Another pile of dreck from the blue filigree notebook, marked for my reference in fuchsia and powder-blue Post-It notes. Sigh…
I want someone to tell it’s alright, even when it’s not.
“At least it’s intense.” -Kathy, 1986
“At least you know you’re alive.” -Ann (who is no longer alive), 2002
I look at pictures of us together and think, “did it really happen?” (Applies to everyone)
In his last dying days and suffering a brain tumor, V was asked if he saw people where he was going. He counted eight.
There’s no going back now. There’s nothing back there, anyway.

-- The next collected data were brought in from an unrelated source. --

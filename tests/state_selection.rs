use tt_dashboard::dataset::{Dataset, ScalarDraws, Tier};
use tt_dashboard::state::{AppState, Focus};
use tt_dashboard::view;

fn fresh() -> (Dataset, AppState) {
    let ds = Dataset::seeded(42, 1800, ScalarDraws::PerRow);
    let state = AppState::new(&ds);
    (ds, state)
}

#[test]
fn starts_with_selector_defaults() {
    let (_, state) = fresh();
    assert_eq!(state.focus, Focus::Player);
    assert_eq!(state.selected_player_name(), "Dimitrij Ovtcharov");
    assert_eq!(state.player_cursor, state.selected_player);
    assert_eq!(state.selected_years, vec![2023, 2024]);
    assert_eq!(state.selected_tiers.len(), 5);
    assert!(!state.show_raw);
    assert_eq!(state.logs.len(), 1);
}

#[test]
fn focus_cycles_both_ways() {
    let (_, mut state) = fresh();
    state.cycle_focus_next();
    assert_eq!(state.focus, Focus::Years);
    state.cycle_focus_next();
    assert_eq!(state.focus, Focus::Tiers);
    state.cycle_focus_next();
    assert_eq!(state.focus, Focus::Player);
    state.cycle_focus_prev();
    assert_eq!(state.focus, Focus::Tiers);
}

#[test]
fn player_cursor_wraps_and_enter_selects() {
    let (_, mut state) = fresh();
    state.select_prev();
    assert_eq!(state.player_cursor, state.players.len() - 1);
    state.select_next();
    assert_eq!(state.player_cursor, 0);
    state.select_next();
    // Moving the cursor alone does not change the selection.
    assert_eq!(state.selected_player_name(), "Dimitrij Ovtcharov");
    state.activate();
    assert_eq!(state.selected_player_name(), "Mattias Falck");
    assert_eq!(state.filter().player, "Mattias Falck");
}

#[test]
fn toggling_years_keeps_option_order() {
    let (_, mut state) = fresh();
    state.cycle_focus_next();
    // Options are 2017..=2024; cursor 6 is 2023.
    for _ in 0..6 {
        state.select_next();
    }
    state.activate();
    assert_eq!(state.filter().years, vec![2024]);

    state.select_prev();
    state.activate();
    // 2022 was added after 2024 but the filter lists years ascending.
    assert_eq!(state.selected_years, vec![2024, 2022]);
    assert_eq!(state.filter().years, vec![2022, 2024]);
}

#[test]
fn clearing_tiers_empties_the_view() {
    let (ds, mut state) = fresh();
    state.focus = Focus::Tiers;
    state.clear_selection();
    assert!(state.selected_tiers.is_empty());

    let view = view::render(&ds, &state.filter());
    assert!(view.is_empty());
    assert_eq!(view.kpis.match_count, 0);

    state.select_all();
    assert_eq!(state.filter().tiers.len(), 5);
}

#[test]
fn select_all_and_clear_ignore_player_focus() {
    let (_, mut state) = fresh();
    let logs = state.logs.len();
    state.select_all();
    state.clear_selection();
    assert_eq!(state.selected_years, vec![2023, 2024]);
    assert_eq!(state.logs.len(), logs);
}

#[test]
fn tier_toggle_roundtrips() {
    let (_, mut state) = fresh();
    state.focus = Focus::Tiers;
    let tier = state.tier_options[0];
    state.activate();
    assert!(!state.is_tier_selected(tier));
    state.activate();
    assert!(state.is_tier_selected(tier));
    assert!(Tier::ALL.contains(&tier));
}

#[test]
fn raw_table_toggle_resets_scroll() {
    let (_, mut state) = fresh();
    state.toggle_raw();
    assert!(state.show_raw);
    state.scroll_raw_down(15, 10);
    state.scroll_raw_down(15, 10);
    assert_eq!(state.raw_scroll, 15);
    state.scroll_raw_up(20);
    assert_eq!(state.raw_scroll, 0);
    state.scroll_raw_down(15, 10);
    state.toggle_raw();
    assert!(!state.show_raw);
    assert_eq!(state.raw_scroll, 0);
}

#[test]
fn console_log_is_bounded() {
    let (_, mut state) = fresh();
    for i in 0..250 {
        state.push_log(format!("[INFO] line {i}"));
    }
    assert_eq!(state.logs.len(), 200);
    assert_eq!(state.logs.back().map(String::as_str), Some("[INFO] line 249"));
}
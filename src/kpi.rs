use serde::{Deserialize, Serialize};

use crate::dataset::{MatchRecord, round_to};

#[derive(Debug, Clone, Copy, PartialEq, Default, Serialize, Deserialize)]
pub struct Kpis {
    pub match_count: usize,
    // Percent, one decimal.
    pub win_rate_pct: f64,
    // Percent, two decimals.
    pub avg_key_point_rate: f64,
}

impl Kpis {
    pub fn compute(rows: &[&MatchRecord]) -> Self {
        let match_count = rows.len();
        if match_count == 0 {
            return Self::default();
        }

        let wins = rows.iter().filter(|r| r.is_win()).count();
        let key_sum: f64 = rows.iter().map(|r| r.key_point_rate).sum();
        let n = match_count as f64;

        Self {
            match_count,
            win_rate_pct: round_to(wins as f64 / n * 100.0, 1),
            avg_key_point_rate: round_to(key_sum / n, 2),
        }
    }
}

c 2001: Disappearance.. My problem is very obviously too much imagination when it comes to romance. That they have beautiful eyes is more about their mastery of mascara than the depth of love in their hearts. Their slender hands grow without any help from their concepts of right and wrong. The intoxication I feel when I smell their soft hair isn’t from inhaling their brilliant insights.
Then I find that even looking in the mirror is too much to bear.
I lent him a cent for lent
but now I relent
for the scent
is that the cent
I lent him for lent
has been spent
for lent ~Dream fragment, 1993
As if any of you care, that’s it for the blue notebook.
I look at pictures of us together and think, “did it really happen?”
This struck a chord with me. Many times I have seen photos of a particular event/activity in which I participated and yet have no memory of that event/activity. Or the memory is decidedly ethereal in comparison to the stark reality of the photo.
There is a possibility that I was constructed at a later date than once believed, at which point all “earlier” memories were simply written to my brain. (Yes, I’ve seen ‘Blade Runner’ too many times.)